=== Section Start ===

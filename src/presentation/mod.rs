pub mod console;
pub mod display;

pub use console::ConsoleFrontend;
pub use display::{format_duration, format_file_size, print_banner, SearchSummary};
use std::collections::HashSet;

/// 默认参与搜索的文本扩展名
pub const DEFAULT_TEXT_EXTENSIONS: &[&str] = &[
    "txt", "md", "log", "cfg", "conf", "ini", "sh", "bash", "py", "js", "html", "css", "xml",
    "json", "csv", "yaml", "yml", "c", "h", "cpp", "hpp",
];

/// 默认跳过的二进制扩展名
pub const DEFAULT_BINARY_EXTENSIONS: &[&str] = &[
    "exe", "dll", "bin", "zip", "rar", "7z", "tar", "gz", "jpg", "jpeg", "png", "gif", "bmp",
    "pdf", "doc", "docx", "xls", "xlsx", "ppt", "pptx", "msi", "iso", "img", "pyc",
];

/// 规范化扩展名：去掉开头的点并转为小写
pub fn normalize_extension(ext: &str) -> String {
    ext.trim().trim_start_matches('.').to_ascii_lowercase()
}

/// 取文件名的扩展名（不含点，小写）
///
/// 没有点，或唯一的点在首位（隐藏文件）时返回 None。
pub fn extension_of(filename: &str) -> Option<String> {
    match filename.rfind('.') {
        None | Some(0) => None,
        Some(idx) => Some(filename[idx + 1..].to_ascii_lowercase()),
    }
}

/// 按扩展名判断文件是否需要搜索
#[derive(Debug, Clone)]
pub struct ClassificationRules {
    text_extensions: HashSet<String>,
    binary_extensions: HashSet<String>,
}

impl Default for ClassificationRules {
    fn default() -> Self {
        Self::new(DEFAULT_TEXT_EXTENSIONS, DEFAULT_BINARY_EXTENSIONS)
    }
}

impl ClassificationRules {
    pub fn new<T, B>(text_extensions: &[T], binary_extensions: &[B]) -> Self
    where
        T: AsRef<str>,
        B: AsRef<str>,
    {
        Self {
            text_extensions: text_extensions
                .iter()
                .map(|ext| normalize_extension(ext.as_ref()))
                .collect(),
            binary_extensions: binary_extensions
                .iter()
                .map(|ext| normalize_extension(ext.as_ref()))
                .collect(),
        }
    }

    pub fn is_text_extension(&self, ext: &str) -> bool {
        self.text_extensions.contains(ext)
    }

    pub fn is_binary_extension(&self, ext: &str) -> bool {
        self.binary_extensions.contains(ext)
    }

    /// 只有识别出的文本扩展名才搜索；未知扩展名一律不搜索
    pub fn should_search(&self, filename: &str) -> bool {
        let Some(ext) = extension_of(filename) else {
            return false;
        };

        // 即使两个集合有重叠，二进制名单优先
        if self.is_binary_extension(&ext) {
            return false;
        }

        self.is_text_extension(&ext)
    }
}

=== Section End ===

## What you need to do
Copy out each entry precisely. Leave nothing out.

## Result
filename src/presentation/mod.rs
pub mod console;
pub mod display;

pub use console::ConsoleFrontend;
pub use display::{format_duration, format_file_size, print_banner, SearchSummary};
use std::collections::HashSet;

/// 默认参与搜索的文本扩展名
pub const DEFAULT_TEXT_EXTENSIONS: &[&str] = &[
    "txt", "md", "log", "cfg", "conf", "ini", "sh", "bash", "py", "js", "html", "css", "xml",
    "json", "csv", "yaml", "yml", "c", "h", "cpp", "hpp",
];

/// 默认跳过的二进制扩展名
pub const DEFAULT_BINARY_EXTENSIONS: &[&str] = &[
    "exe", "dll", "bin", "zip", "rar", "7z", "tar", "gz", "jpg", "jpeg", "png", "gif", "bmp",
    "pdf", "doc", "docx", "xls", "xlsx", "ppt", "pptx", "msi", "iso", "img", "pyc",
];

/// 规范化扩展名：去掉开头的点并转为小写
pub fn normalize_extension(ext: &str) -> String {
    ext.trim().trim_start_matches('.').to_ascii_lowercase()
}

/// 取文件名的扩展名（不含点，小写）
///
/// 没有点，或唯一的点在首位（隐藏文件）时返回 None。
pub fn extension_of(filename: &str) -> Option<String> {
    match filename.rfind('.') {
        None | Some(0) => None,
        Some(idx) => Some(filename[idx + 1..].to_ascii_lowercase()),
    }
}

/// 按扩展名判断文件是否需要搜索
#[derive(Debug, Clone)]
pub struct ClassificationRules {
    text_extensions: HashSet<String>,
    binary_extensions: HashSet<String>,
}

impl Default for ClassificationRules {
    fn default() -> Self {
        Self::new(DEFAULT_TEXT_EXTENSIONS, DEFAULT_BINARY_EXTENSIONS)
    }
}

impl ClassificationRules {
    pub fn new<T, B>(text_extensions: &[T], binary_extensions: &[B]) -> Self
    where
        T: AsRef<str>,
        B: AsRef<str>,
    {
        Self {
            text_extensions: text_extensions
                .iter()
                .map(|ext| normalize_extension(ext.as_ref()))
                .collect(),
            binary_extensions: binary_extensions
                .iter()
                .map(|ext| normalize_extension(ext.as_ref()))
                .collect(),
        }
    }

    pub fn is_text_extension(&self, ext: &str) -> bool {
        self.text_extensions.contains(ext)
    }

    pub fn is_binary_extension(&self, ext: &str) -> bool {
        self.binary_extensions.contains(ext)
    }

    /// 只有识别出的文本扩展名才搜索；未知扩展名一律不搜索
    pub fn should_search(&self, filename: &str) -> bool {
        let Some(ext) = extension_of(filename) else {
            return false;
        };

        // 即使两个集合有重叠，二进制名单优先
        if self.is_binary_extension(&ext) {
            return false;
        }

        self.is_text_extension(&ext)
    }
}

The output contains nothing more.